The [alpha] sub(1)-adrenergic receptors ([alpha] sub(1)ARs) play an important role in mediating sympathetic neurotransmission in peripheral organ systems; however, central [alpha] sub(1)ARs are not well characterized. Additionally, due to the lack of sufficiently subtype-selective drugs or high avidity antibodies, the contribution of each [alpha] sub(1)AR subtype to various central functions is currently unclear. Transcription regulation through [alpha] sub(1)AR subtypes in the CNS is also unknown. Of interest, transgenic mice that systemically overexpress the [alpha] sub(1B)AR show central symptoms that include age- progressive impaired mobility, neurodegeneration and susceptibility to epileptic seizure.
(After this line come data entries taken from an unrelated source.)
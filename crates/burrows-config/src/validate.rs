//! Configuration validation.
//!
//! Reports settings that load fine but will not behave as intended.

use std::{fmt, str::FromStr};

use burrows_model::TokenizerKind;

use crate::Config;

/// A non-fatal warning about the configuration.
#[derive(Debug, Clone, PartialEq)]
pub enum ConfigWarning {
    /// No candidate vocabulary sizes are configured, so training cannot run.
    NoCandidateSizes,
    /// Candidate sizes are repeated or out of order.
    CandidateSizesNotAscending {
        /// The configured sizes.
        sizes: Vec<usize>,
    },
    /// An open-set threshold can never reject anything.
    ThresholdNotAboveOne {
        /// The offending threshold.
        threshold: f64,
    },
    /// The tokenizer name is not recognized.
    UnknownTokenizer {
        /// The configured name.
        name: String,
    },
}

impl fmt::Display for ConfigWarning {
    fn fmt(&self, f: &mut fmt::Formatter<'_>) -> fmt::Result {
        match self {
            Self::NoCandidateSizes => write!(f, "no candidate vocabulary sizes configured"),
            Self::CandidateSizesNotAscending { sizes } => {
                write!(f, "candidate sizes are not strictly ascending: {sizes:?}")
            }
            Self::ThresholdNotAboveOne { threshold } => {
                write!(
                    f,
                    "open-set threshold {threshold} is not greater than 1 and only rejects exact ties"
                )
            }
            Self::UnknownTokenizer { name } => write!(f, "unknown tokenizer '{name}'"),
        }
    }
}

/// Validates the configuration and returns any warnings.
pub fn validate_config(config: &Config) -> Vec<ConfigWarning> {
    let mut warnings = Vec::new();

    let sizes = &config.training.candidate_sizes;
    if sizes.is_empty() {
        warnings.push(ConfigWarning::NoCandidateSizes);
    } else if sizes.windows(2).any(|w| w[0] >= w[1]) {
        warnings.push(ConfigWarning::CandidateSizesNotAscending {
            sizes: sizes.clone(),
        });
    }

    warnings.extend(
        config
            .open_set
            .thresholds
            .iter()
            .filter(|t| **t <= 1.0)
            .map(|&threshold| ConfigWarning::ThresholdNotAboveOne { threshold }),
    );

    if TokenizerKind::from_str(&config.model.tokenizer).is_err() {
        warnings.push(ConfigWarning::UnknownTokenizer {
            name: config.model.tokenizer.clone(),
        });
    }

    warnings
}

#[cfg(test)]
mod tests {
    use super::*;

    #[test]
    fn test_validate_default_config() {
        assert!(validate_config(&Config::default()).is_empty());
    }

    #[test]
    fn test_validate_no_candidate_sizes() {
        let mut config = Config::default();
        config.training.candidate_sizes.clear();
        assert_eq!(
            validate_config(&config),
            vec![ConfigWarning::NoCandidateSizes]
        );
    }

    #[test]
    fn test_validate_unordered_sizes() {
        let mut config = Config::default();
        config.training.candidate_sizes = vec![200, 150, 150];
        assert_eq!(
            validate_config(&config),
            vec![ConfigWarning::CandidateSizesNotAscending {
                sizes: vec![200, 150, 150]
            }]
        );
    }

    #[test]
    fn test_validate_thresholds() {
        let mut config = Config::default();
        config.open_set.thresholds = vec![1.05, 1.0, 0.5];
        let warnings = validate_config(&config);
        assert_eq!(
            warnings,
            vec![
                ConfigWarning::ThresholdNotAboveOne { threshold: 1.0 },
                ConfigWarning::ThresholdNotAboveOne { threshold: 0.5 },
            ]
        );
    }

    #[test]
    fn test_validate_unknown_tokenizer() {
        let mut config = Config::default();
        config.model.tokenizer = "nltk".into();
        let warnings = validate_config(&config);
        assert_eq!(warnings.len(), 1);
        assert_eq!(warnings[0].to_string(), "unknown tokenizer 'nltk'");

        config.model.tokenizer = "word".into();
        assert!(validate_config(&config).is_empty());
    }
}
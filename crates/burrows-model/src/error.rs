//! Error types for the attribution model.

use thiserror::Error;

/// Errors raised when the model is used out of order or with an invalid corpus.
///
/// Degenerate statistics (a zero standard deviation) are never errors; every
/// variant here is a misuse of the model or a corpus that cannot be modelled.
#[derive(Debug, Error, Clone, PartialEq, Eq)]
pub enum ModelError {
    /// The corpus has no authors.
    #[error("corpus has no authors")]
    EmptyCorpus,

    /// Two authors share a name.
    #[error("duplicate author name: {name}")]
    DuplicateAuthor {
        /// The repeated name.
        name: String,
    },

    /// An author has no texts, so no profile can be computed.
    #[error("author '{name}' has no texts")]
    AuthorWithoutTexts {
        /// Name of the author.
        name: String,
    },

    /// Statistics were requested before the counter was aggregated.
    #[error("{entity} has not been counted yet")]
    NotCounted {
        /// Description of the entity, e.g. `author 'A'` or `corpus`.
        entity: String,
    },

    /// Author z-scores were requested before its mean and deviation exist.
    #[error("author '{name}' has no mean/stdev profile yet")]
    NotProfiled {
        /// Name of the author.
        name: String,
    },

    /// Two score sets computed against different vocabularies were compared.
    #[error("z-scores were computed against a different vocabulary ({found}, expected {expected})")]
    StaleScores {
        /// Policy of the snapshot the delta was requested against.
        expected: String,
        /// Policy the offending scores were computed with.
        found: String,
    },

    /// Tagged and untagged texts were mixed in one corpus.
    #[error("corpus mixes tagged and untagged tokens (text '{text}')")]
    MixedTagging {
        /// Identifier of the first text that disagrees with the rest.
        text: String,
    },

    /// Parameter selection was run without any candidate vocabulary sizes.
    #[error("no candidate vocabulary sizes given")]
    NoCandidateSizes,
}
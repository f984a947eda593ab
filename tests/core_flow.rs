use std::fs;
use std::path::Path;
use std::thread;
use std::time::Duration;
use tempfile::tempdir;
use tunebar::audio::NullAudioEngine;
use tunebar::config::ConfigStore;
use tunebar::core::{PlayerController, TickOutcome};
use tunebar::library;
use tunebar::model::{PlaybackStatus, Settings};

fn write_test_wav(path: &Path, duration_ms: u32) {
    let sample_rate: u32 = 8_000;
    let total_samples = sample_rate * duration_ms / 1_000;
    let data_size = total_samples * 2;

    let mut bytes = Vec::with_capacity((44 + data_size) as usize);
    bytes.extend_from_slice(b"RIFF");
    bytes.extend_from_slice(&(36 + data_size).to_le_bytes());
    bytes.extend_from_slice(b"WAVEfmt ");
    bytes.extend_from_slice(&16_u32.to_le_bytes());
    bytes.extend_from_slice(&1_u16.to_le_bytes());
    bytes.extend_from_slice(&1_u16.to_le_bytes());
    bytes.extend_from_slice(&sample_rate.to_le_bytes());
    bytes.extend_from_slice(&(sample_rate * 2).to_le_bytes());
    bytes.extend_from_slice(&2_u16.to_le_bytes());
    bytes.extend_from_slice(&16_u16.to_le_bytes());
    bytes.extend_from_slice(b"data");
    bytes.extend_from_slice(&data_size.to_le_bytes());
    bytes.resize((44 + data_size) as usize, 0);

    if let Some(parent) = path.parent() {
        fs::create_dir_all(parent).expect("mkdir");
    }
    fs::write(path, bytes).expect("wav fixture should be written");
}

#[test]
fn selection_survives_a_restart() {
    let music = tempdir().expect("music dir");
    let config = tempdir().expect("config dir");
    for name in ["a.wav", "b.wav", "c.wav"] {
        write_test_wav(&music.path().join("Rock/Classic").join(name), 50);
    }
    write_test_wav(&music.path().join("Jazz/d.wav"), 50);

    let store = ConfigStore::in_dir(config.path());
    let mut first = PlayerController::new(
        NullAudioEngine::new(),
        store.clone(),
        library::scan(music.path()),
    );
    assert_eq!(first.current_playlist(), Some("Jazz"));

    first.select_playlist("Rock/Classic");
    first.play_track_at_index(2).expect("play");
    first.set_shuffle(false);
    first.shutdown().expect("shutdown");

    let second = PlayerController::new(NullAudioEngine::new(), store, library::scan(music.path()));
    assert_eq!(second.current_playlist(), Some("Rock/Classic"));
    assert_eq!(second.current_index(), Some(2));
    assert!(!second.shuffle());
    assert_eq!(second.status(), PlaybackStatus::Stopped);
}

#[test]
fn finished_tracks_advance_one_at_a_time() {
    let music = tempdir().expect("music dir");
    let config = tempdir().expect("config dir");
    for name in ["1.wav", "2.wav", "3.wav"] {
        write_test_wav(&music.path().join("Mix").join(name), 40);
    }

    let settings = Settings {
        shuffle: false,
        ..Settings::default()
    };
    let mut controller = PlayerController::with_settings(
        NullAudioEngine::new(),
        ConfigStore::in_dir(config.path()),
        settings,
        library::scan(music.path()),
    );
    controller.play_track_at_index(0).expect("play");

    let mut advanced = Vec::new();
    for _ in 0..40 {
        thread::sleep(Duration::from_millis(15));
        if controller.monitor_tick() == TickOutcome::Advanced {
            advanced.push(controller.current_index().expect("index"));
        }
        if advanced.len() == 3 {
            break;
        }
    }

    assert_eq!(advanced, vec![1, 2, 0]);
    assert_eq!(controller.status(), PlaybackStatus::Playing);
}

#[test]
fn rescan_picks_up_new_files_without_interrupting() {
    let music = tempdir().expect("music dir");
    let config = tempdir().expect("config dir");
    write_test_wav(&music.path().join("Set/b.wav"), 50);

    let mut controller = PlayerController::new(
        NullAudioEngine::new(),
        ConfigStore::in_dir(config.path()),
        library::scan(music.path()),
    );
    controller.play_track_at_index(0).expect("play");

    write_test_wav(&music.path().join("Set/a.wav"), 50);
    write_test_wav(&music.path().join("Other/x.wav"), 50);
    let playlists = controller.rescan(music.path());

    assert_eq!(playlists, 2);
    assert_eq!(controller.status(), PlaybackStatus::Playing);
    assert_eq!(controller.current_index(), Some(1));
    assert_eq!(
        controller.current_track().map(|track| track.file_stem()),
        Some(String::from("b"))
    );
}

#[test]
fn corrupt_settings_fall_back_to_defaults() {
    let music = tempdir().expect("music dir");
    let config = tempdir().expect("config dir");
    write_test_wav(&music.path().join("Only/a.wav"), 50);
    fs::write(config.path().join("settings.json"), b"not json at all").expect("write");

    let controller = PlayerController::new(
        NullAudioEngine::new(),
        ConfigStore::in_dir(config.path()),
        library::scan(music.path()),
    );

    assert_eq!(controller.volume(), 80);
    assert!(controller.shuffle());
    assert_eq!(controller.current_playlist(), Some("Only"));
}
#![no_main]

use libfuzzer_sys::fuzz_target;
use tunebar::audio::NullAudioEngine;
use tunebar::config::ConfigStore;
use tunebar::core::PlayerController;
use tunebar::model::{Catalog, Playlist, Track, VolumeChange};

fuzz_target!(|data: &[u8]| {
    let Ok(dir) = tempfile::tempdir() else {
        return;
    };
    let len = (data.len() % 32).max(1);
    let catalog: Catalog = ["A", "B"]
        .into_iter()
        .enumerate()
        .map(|(n, name)| {
            Playlist::new(
                name,
                (0..len + n)
                    .map(|idx| Track::new(format!("{name}/track_{idx}.mp3")))
                    .collect(),
            )
        })
        .collect();

    let mut controller = PlayerController::new(
        NullAudioEngine::new(),
        ConfigStore::in_dir(dir.path()),
        catalog,
    )
    .with_seed(len as u64);

    for byte in data {
        match byte % 9 {
            0 => {
                let _ = controller.next();
            }
            1 => {
                let _ = controller.previous();
            }
            2 => {
                let _ = controller.toggle_play_pause();
            }
            3 => controller.set_shuffle(!controller.shuffle()),
            4 => {
                controller.set_volume(VolumeChange::By(i32::from(*byte) - 128));
            }
            5 => {
                controller.select_adjacent_playlist(byte & 0x10 != 0);
            }
            6 => {
                let _ = controller.play_track_at_index(usize::from(*byte >> 3));
            }
            7 => {
                controller.monitor_tick();
            }
            _ => controller.stop(),
        }

        if let (Some(index), Some(name)) =
            (controller.current_index(), controller.current_playlist())
        {
            let playlist_len = controller.catalog().get(name).map_or(0, Playlist::len);
            assert!(index < playlist_len);
        }
        assert!(controller.volume() <= 100);
    }
});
To investigate the molecular basis of this phenotype, oligonucleotide microarray studies of whole brains of various ages were carried out to compare gene expression profiles between transgenic and normal brains. The results indicated changes in expression of apoptotic, calcium regulatory, neurodegenerative and genes involved in neurotransmission. Defects in regulation of intracellular calcium are known to play a role in cell death; thus, these genes may provide clues as to the molecular basis of [alpha] sub(1B)AR-induced neurodegeneration. Epilepsy is a disorder that can be caused by an imbalance between excitatory (e.g. glutamate) and inhibitory (e.g. GABA) signals. Microarray analysis of transgenic brains showed increased N-methyl-D-aspartate (NMDA) receptors and decreased GABA sub(A), which were confirmed with immunohistochemistry, western blot and radioligand binding studies. The [alpha] sub(1B)AR also co-localized with the glutamatergic distribution, suggesting a glutamate imbalance as a molecular rationale for the epileptic seizures.